How to Pour Concrete Driveways

Concrete Contractor Woodland Hills CA needs a firm, flat sub-surface on which to be placed; much of the concrete’s strength depends upon it. Often washed stone or gravel is used to level out parts of the area to be covered with concrete. Small washed stones often referred to as pea-gravel are easy to level with a rake and provide a suitable sub-surface. The level stones also allow your contractor a uniform base from which he can accurately estimate how much concrete will be needed.


Once the sub-surface is prepared. The next step is to form the perimeter of the project. Forms can be made from any material, but usually wood and metal are most common. Sometimes contractors use masonite, or even plastic for curvy sections. Many residential concrete driveways are 4 inches thick; however driveway thickness can vary up to 6 inches. For a 4 inch thick concrete driveway, usually a wooden 2 inch by 4 inch board is used on its side and placed around the perimeter of the project. Once the form boards are in place, reinforcing wire mesh or reinforcing bars (re-bar) are laid within the project to help either reinforce the concrete or keep it from separating.

Pouring Concrete

Concrete is ordered and delivered from a local batching plant. Concrete is often ordered at pounds per square inch (psi) rating of around 4000psi. This usually means about 6 bags of portland cement to every yard of concrete. When the concrete arrives it usually requires that water be added to achieve the correct consistency or slump.

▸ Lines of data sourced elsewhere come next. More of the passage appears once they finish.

//! # cardiorisk
//!
//! Cardiovascular disease risk inference over trained classifier artifacts.
//!
//! This crate provides:
//! - Feature derivation from raw clinical inputs into a named, fixed-order schema
//! - Standardization with a scaler fitted at training time
//! - Native evaluation of exported classifiers behind one capability trait
//! - Read access to precomputed evaluation metrics
//!
//! ## Architecture
//!
//! The crate follows Hexagonal Architecture:
//! - `domain`: Core types (RawInput, FeatureVector, ScalerState, PredictionResult, metrics)
//! - `ports`: Trait definitions at the seams (Classifier, ArtifactStore)
//! - `adapters`: Concrete implementations (classifier evaluators, filesystem store,
//!   manifest verification, stdio transport, log sanitization, CSV datasets)
//! - `application`: Use cases (registry, inference, metrics, startup, request API)
//! - `config`: TOML configuration with environment overrides

pub mod adapters;
pub mod application;
pub mod config;
pub mod domain;
pub mod ports;

pub use domain::{FeatureVector, PredictionResult, RawInput, RiskLabel, ScalerState};

/// Result type for cardiorisk operations
pub type Result<T> = std::result::Result<T, CardioError>;

/// Main error type for cardiorisk
#[derive(Debug, thiserror::Error)]
pub enum CardioError {
    #[error("Feature vector has {actual} values but the scaler expects {expected}")]
    DimensionMismatch { expected: usize, actual: usize },

    #[error("Model {name} not found. Available models: {available:?}")]
    UnknownModel { name: String, available: Vec<String> },

    #[error("Scaler not loaded")]
    ScalerUnavailable,

    #[error("Inference failed: {0}")]
    Inference(#[source] ports::ModelError),

    #[error("{0} not found")]
    MetricsNotFound(String),

    #[error("Invalid input: {0}")]
    Validation(String),

    #[error("Feature schema error: {0}")]
    Schema(domain::ScalerError),

    #[error("Artifact error: {0}")]
    Artifact(#[from] adapters::ArtifactError),

    #[error("Configuration error: {0}")]
    Config(String),

    #[error("IO error: {0}")]
    Io(#[from] std::io::Error),

    #[error("Serialization error: {0}")]
    Serialization(#[from] serde_json::Error),
}

impl CardioError {
    /// Status code reported to callers of the request API.
    ///
    /// Mirrors HTTP semantics: client mistakes are 4xx, configuration and
    /// artifact problems are 5xx.
    #[must_use]
    pub fn status_code(&self) -> u16 {
        match self {
            Self::UnknownModel { .. } => 400,
            Self::MetricsNotFound(_) => 404,
            Self::Validation(_) => 422,
            Self::DimensionMismatch { .. }
            | Self::ScalerUnavailable
            | Self::Inference(_)
            | Self::Schema(_)
            | Self::Artifact(_)
            | Self::Config(_)
            | Self::Io(_)
            | Self::Serialization(_) => 500,
        }
    }

    /// Whether the failure was caused by the request rather than the service.
    #[must_use]
    pub fn is_client_error(&self) -> bool {
        (400..500).contains(&self.status_code())
    }
}

impl From<domain::ScalerError> for CardioError {
    fn from(err: domain::ScalerError) -> Self {
        match err {
            domain::ScalerError::DimensionMismatch { expected, actual } => {
                Self::DimensionMismatch { expected, actual }
            }
            other => Self::Schema(other),
        }
    }
}

impl From<ports::ModelError> for CardioError {
    fn from(err: ports::ModelError) -> Self {
        Self::Inference(err)
    }
}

The concrete is placed between the forms. A screed is used to level the concrete. A screed is a straight board or piece of aluminum in the shape of a 2 by 4 board that the contractor uses to level the top of the concrete. Contractors will now begin the finishing process by floating the surface. The tools can be hand floats up to as big as a finishing tool called a bull float. Floats are used to help level and fatten the concrete even further. The aggregate or stones in the concrete are pushed down into the concrete giving the slab a smooth finish. At this time the contractor will likely begin other finishing steps including edging the concrete with an edging tool or hand cutting the slab.

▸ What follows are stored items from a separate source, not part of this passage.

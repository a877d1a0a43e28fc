//! Training-dataset cleaning.
//!
//! Mirrors the offline preprocessing run before training so the derived
//! columns use the same formulas as [`super::features::derive`].

use std::collections::HashSet;

use serde::{Deserialize, Serialize};

use super::features::{bmi, height_m, mean_arterial_pressure, pulse_pressure};
use super::patient::DAYS_PER_YEAR;

/// Exclusive systolic bounds kept by cleaning.
pub const AP_HI_RANGE: (f64, f64) = (50.0, 250.0);

/// Exclusive diastolic bounds kept by cleaning.
pub const AP_LO_RANGE: (f64, f64) = (30.0, 200.0);

/// Mean age above which the `age` column is taken to be in days.
const AGE_IN_DAYS_THRESHOLD: f64 = 100.0;

#[derive(Debug, Clone, PartialEq, thiserror::Error)]
pub enum CleaningError {
    #[error("Column {0} has no values to fill missing entries from")]
    EmptyColumn(&'static str),
}

/// One row of the raw dataset. Any cell may be missing.
#[derive(Debug, Clone, Default, PartialEq, Serialize, Deserialize)]
pub struct RawRecord {
    #[serde(default)]
    pub id: Option<f64>,
    pub age: Option<f64>,
    pub gender: Option<f64>,
    pub height: Option<f64>,
    pub weight: Option<f64>,
    pub ap_hi: Option<f64>,
    pub ap_lo: Option<f64>,
    pub cholesterol: Option<f64>,
    pub gluc: Option<f64>,
    pub smoke: Option<f64>,
    pub alco: Option<f64>,
    pub active: Option<f64>,
    #[serde(default)]
    pub cardio: Option<f64>,
}

impl RawRecord {
    const FILLABLE: [&'static str; 12] = [
        "gender",
        "height",
        "weight",
        "ap_hi",
        "ap_lo",
        "cholesterol",
        "gluc",
        "smoke",
        "alco",
        "active",
        "id",
        "cardio",
    ];

    fn column(&mut self, name: &str) -> Option<&mut Option<f64>> {
        Some(match name {
            "id" => &mut self.id,
            "gender" => &mut self.gender,
            "height" => &mut self.height,
            "weight" => &mut self.weight,
            "ap_hi" => &mut self.ap_hi,
            "ap_lo" => &mut self.ap_lo,
            "cholesterol" => &mut self.cholesterol,
            "gluc" => &mut self.gluc,
            "smoke" => &mut self.smoke,
            "alco" => &mut self.alco,
            "active" => &mut self.active,
            "cardio" => &mut self.cardio,
            _ => return None,
        })
    }

    fn dedup_key(&self) -> [Option<u64>; 13] {
        [
            self.id,
            self.age,
            self.gender,
            self.height,
            self.weight,
            self.ap_hi,
            self.ap_lo,
            self.cholesterol,
            self.gluc,
            self.smoke,
            self.alco,
            self.active,
            self.cardio,
        ]
        .map(|v| v.map(f64::to_bits))
    }
}

/// A cleaned row with the derived columns appended.
///
/// Column names match the canonical feature schema so the output can be fed
/// straight to training.
#[derive(Debug, Clone, PartialEq, Serialize, Deserialize)]
pub struct CleanRecord {
    pub id: Option<f64>,
    pub age: f64,
    pub gender: f64,
    pub height: f64,
    pub weight: f64,
    pub ap_hi: f64,
    pub ap_lo: f64,
    pub cholesterol: f64,
    pub gluc: f64,
    pub smoke: f64,
    pub alco: f64,
    pub active: f64,
    pub cardio: Option<f64>,
    pub age_years: f64,
    pub height_m: f64,
    pub bmi: f64,
    #[serde(rename = "MAP")]
    pub map: f64,
    #[serde(rename = "Pulse_Pressure")]
    pub pulse_pressure: f64,
}

/// Row counts for each cleaning step.
#[derive(Debug, Clone, Default, PartialEq, Eq, Serialize, Deserialize)]
pub struct CleaningReport {
    pub rows_in: usize,
    pub duplicates_dropped: usize,
    pub invalid_age_dropped: usize,
    /// Whether `age` was detected as days and converted
    pub age_in_days: bool,
    pub values_filled: usize,
    pub blood_pressure_dropped: usize,
    pub rows_out: usize,
}

fn median(mut values: Vec<f64>) -> Option<f64> {
    if values.is_empty() {
        return None;
    }
    values.sort_by(f64::total_cmp);
    let mid = values.len() / 2;
    Some(if values.len() % 2 == 0 {
        (values[mid - 1] + values[mid]) / 2.0
    } else {
        values[mid]
    })
}

fn round1(x: f64) -> f64 {
    (x * 10.0).round() / 10.0
}

fn within(value: f64, (low, high): (f64, f64)) -> bool {
    value > low && value < high
}

/// Clean a raw dataset.
///
/// Steps, in order: drop exact duplicates, drop rows with missing or
/// non-positive age, compute `age_years`, fill missing values with column
/// medians, keep rows with plausible blood pressure, append derived columns.
///
/// # Errors
/// Returns `CleaningError::EmptyColumn` when a required column has missing
/// cells but no observed value to take a median from.
pub fn clean(records: Vec<RawRecord>) -> Result<(Vec<CleanRecord>, CleaningReport), CleaningError> {
    let mut report = CleaningReport {
        rows_in: records.len(),
        ..CleaningReport::default()
    };

    let mut seen = HashSet::new();
    let mut rows: Vec<RawRecord> = records
        .into_iter()
        .filter(|r| seen.insert(r.dedup_key()))
        .collect();
    report.duplicates_dropped = report.rows_in - rows.len();

    let before = rows.len();
    rows.retain(|r| r.age.is_some_and(|a| a > 0.0));
    report.invalid_age_dropped = before - rows.len();

    let ages: Vec<f64> = rows.iter().filter_map(|r| r.age).collect();
    let mean_age = if ages.is_empty() {
        0.0
    } else {
        ages.iter().sum::<f64>() / ages.len() as f64
    };
    report.age_in_days = mean_age > AGE_IN_DAYS_THRESHOLD;

    for column in RawRecord::FILLABLE {
        let observed: Vec<f64> = rows
            .iter_mut()
            .filter_map(|r| r.column(column).and_then(|c| *c))
            .collect();
        let missing = rows.len() - observed.len();
        if missing == 0 {
            continue;
        }
        let Some(fill) = median(observed) else {
            // Optional bookkeeping columns may be absent entirely.
            if matches!(column, "id" | "cardio") {
                continue;
            }
            return Err(CleaningError::EmptyColumn(column));
        };
        for row in &mut rows {
            if let Some(cell) = row.column(column) {
                cell.get_or_insert(fill);
            }
        }
        report.values_filled += missing;
    }

    let before = rows.len();
    let cleaned: Vec<CleanRecord> = rows
        .into_iter()
        .filter_map(|r| {
            let ap_hi = r.ap_hi?;
            let ap_lo = r.ap_lo?;
            if !within(ap_hi, AP_HI_RANGE) || !within(ap_lo, AP_LO_RANGE) {
                return None;
            }
            let age = r.age?;
            let height = r.height?;
            let weight = r.weight?;
            Some(CleanRecord {
                id: r.id,
                age,
                gender: r.gender?,
                height,
                weight,
                ap_hi,
                ap_lo,
                cholesterol: r.cholesterol?,
                gluc: r.gluc?,
                smoke: r.smoke?,
                alco: r.alco?,
                active: r.active?,
                cardio: r.cardio,
                age_years: if report.age_in_days {
                    round1(age / f64::from(DAYS_PER_YEAR))
                } else {
                    age
                },
                height_m: height_m(height),
                bmi: bmi(weight, height),
                map: mean_arterial_pressure(ap_hi, ap_lo),
                pulse_pressure: pulse_pressure(ap_hi, ap_lo),
            })
        })
        .collect();
    report.blood_pressure_dropped = before - cleaned.len();
    report.rows_out = cleaned.len();

    Ok((cleaned, report))
}

#[cfg(test)]
mod tests {
    use super::*;

    fn row(id: f64, age: f64, ap_hi: f64, ap_lo: f64) -> RawRecord {
        RawRecord {
            id: Some(id),
            age: Some(age),
            gender: Some(1.0),
            height: Some(165.0),
            weight: Some(70.0),
            ap_hi: Some(ap_hi),
            ap_lo: Some(ap_lo),
            cholesterol: Some(1.0),
            gluc: Some(1.0),
            smoke: Some(0.0),
            alco: Some(0.0),
            active: Some(1.0),
            cardio: Some(0.0),
        }
    }

    #[test]
    fn test_drops_duplicates_and_bad_ages() {
        let records = vec![
            row(1.0, 18250.0, 120.0, 80.0),
            row(1.0, 18250.0, 120.0, 80.0),
            row(2.0, 0.0, 120.0, 80.0),
            RawRecord {
                age: None,
                ..row(3.0, 1.0, 120.0, 80.0)
            },
            row(4.0, 20000.0, 130.0, 85.0),
        ];

        let (cleaned, report) = clean(records).expect("Should clean");
        assert_eq!(report.rows_in, 5);
        assert_eq!(report.duplicates_dropped, 1);
        assert_eq!(report.invalid_age_dropped, 2);
        assert_eq!(report.rows_out, 2);
        assert_eq!(cleaned.len(), 2);
    }

    #[test]
    fn test_age_in_days_is_converted() {
        let (cleaned, report) =
            clean(vec![row(1.0, 18393.0, 110.0, 80.0)]).expect("Should clean");
        assert!(report.age_in_days);
        // 18393 / 365 = 50.39
        assert_eq!(cleaned[0].age_years, 50.4);
        assert_eq!(cleaned[0].age, 18393.0);
    }

    #[test]
    fn test_age_in_years_is_copied() {
        let (cleaned, report) = clean(vec![row(1.0, 50.0, 110.0, 80.0)]).expect("Should clean");
        assert!(!report.age_in_days);
        assert_eq!(cleaned[0].age_years, 50.0);
    }

    #[test]
    fn test_blood_pressure_bounds_are_exclusive() {
        let records = vec![
            row(1.0, 50.0, 50.0, 80.0),
            row(2.0, 50.0, 250.0, 80.0),
            row(3.0, 50.0, 120.0, 30.0),
            row(4.0, 50.0, 120.0, 200.0),
            row(5.0, 50.0, 51.0, 31.0),
            row(6.0, 50.0, 16020.0, 80.0),
        ];
        let (cleaned, report) = clean(records).expect("Should clean");
        assert_eq!(report.blood_pressure_dropped, 5);
        assert_eq!(cleaned.len(), 1);
        assert_eq!(cleaned[0].id, Some(5.0));
    }

    #[test]
    fn test_missing_values_take_column_median() {
        let mut a = row(1.0, 50.0, 110.0, 70.0);
        a.weight = Some(60.0);
        let mut b = row(2.0, 50.0, 120.0, 80.0);
        b.weight = Some(80.0);
        let mut c = row(3.0, 50.0, 130.0, 90.0);
        c.weight = None;

        let (cleaned, report) = clean(vec![a, b, c]).expect("Should clean");
        assert_eq!(report.values_filled, 1);
        assert_eq!(cleaned[2].weight, 70.0);
    }

    #[test]
    fn test_derived_columns_match_serving_formulas() {
        let (cleaned, _) = clean(vec![row(1.0, 50.0, 130.0, 85.0)]).expect("Should clean");
        let r = &cleaned[0];
        assert_eq!(r.height_m, 1.65);
        assert!((r.bmi - 25.71).abs() < 0.01);
        assert!((r.map - 100.0).abs() < 1e-9);
        assert_eq!(r.pulse_pressure, 45.0);
    }

    #[test]
    fn test_empty_required_column_fails() {
        let mut a = row(1.0, 50.0, 110.0, 70.0);
        a.height = None;
        let err = clean(vec![a]).expect_err("Must fail");
        assert_eq!(err, CleaningError::EmptyColumn("height"));
    }

    #[test]
    fn test_median_of_even_count() {
        assert_eq!(median(vec![4.0, 1.0, 3.0, 2.0]), Some(2.5));
        assert_eq!(median(vec![]), None);
    }
}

After a brief initial drying period, the concrete is ready for final finishing. Drying time can be as little as a few minutes to up to an hour. In places where the concrete will be exposed to the elements, the concrete requires an anti-slip texture to be applied. Often these textures can either be a variation of a magnesium float finish or a broom can be drug across the surface.

Saw Cutting

The concrete slab should be saw cut for stress relief if it wasn’t already hand cut during the finishing process. The saw cutting of the slab weakens the concrete where it has been cut so that when the concrete cracks from various pressures it will hopefully crack where it weakest; in the saw cut. The idea is that it is better to have cracks that are straight inside your saw cuts where you can’t see them then to have cracks running rampant throughout the slab.

Curing and Sealing

The concrete will need to cure before it can be fully utilized. During this curing process, it will be necessary to apply a curing/sealing product to help the concrete cure slowly and evenly. A curing product will slow the evaporation of water from the concrete helping eliminate potential problems such as cracking. The curing process usually last between 1-2 months; longer if the temperature is cool. The concrete should be cured well enough however for a vehicle to be parked on it in as few as 7-14 days with 14 days being the safer amount of time.